[Stored records]
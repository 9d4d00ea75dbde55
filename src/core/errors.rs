use thiserror::Error;

#[derive(Error, Debug)]
pub enum ClientError {
    #[error("Configuration error: {0}")]
    Config(#[from] crate::core::config::ConfigError),

    #[error("Transport error: {0}")]
    Transport(#[from] TransportError),

    #[error("Failed to parse response body: {0}")]
    Parse(#[from] serde_json::Error),

    #[error("API error: {status} - {message}")]
    Api { status: u16, message: String },

    #[error("Signing error: {0}")]
    Signing(String),

    #[error("Invalid parameters: {0}")]
    InvalidParameters(String),

    #[error("Token bootstrap failed: {0}")]
    Bootstrap(String),

    #[error("Client build failed: {0}")]
    Build(String),
}

/// Errors reported by a [`Transport`](crate::core::kernel::Transport).
///
/// The dispatcher hands these to the caller unchanged.
#[derive(Error, Debug)]
pub enum TransportError {
    #[error("HTTP request failed: {0}")]
    Http(#[from] reqwest::Error),

    #[error("Network error: {0}")]
    Network(String),
}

*ABOUT THIS TASK*
Reproduce each entry from the records above, character for character.

*RESULT OF THE TASK*
repository 9d4d00ea75dbde55
filename src/core/errors.rs
use thiserror::Error;

#[derive(Error, Debug)]
pub enum ClientError {
    #[error("Configuration error: {0}")]
    Config(#[from] crate::core::config::ConfigError),

    #[error("Transport error: {0}")]
    Transport(#[from] TransportError),

    #[error("Failed to parse response body: {0}")]
    Parse(#[from] serde_json::Error),

    #[error("API error: {status} - {message}")]
    Api { status: u16, message: String },

    #[error("Signing error: {0}")]
    Signing(String),

    #[error("Invalid parameters: {0}")]
    InvalidParameters(String),

    #[error("Token bootstrap failed: {0}")]
    Bootstrap(String),

    #[error("Client build failed: {0}")]
    Build(String),
}

/// Errors reported by a [`Transport`](crate::core::kernel::Transport).
///
/// The dispatcher hands these to the caller unchanged.
#[derive(Error, Debug)]
pub enum TransportError {
    #[error("HTTP request failed: {0}")]
    Http(#[from] reqwest::Error),

    #[error("Network error: {0}")]
    Network(String),
}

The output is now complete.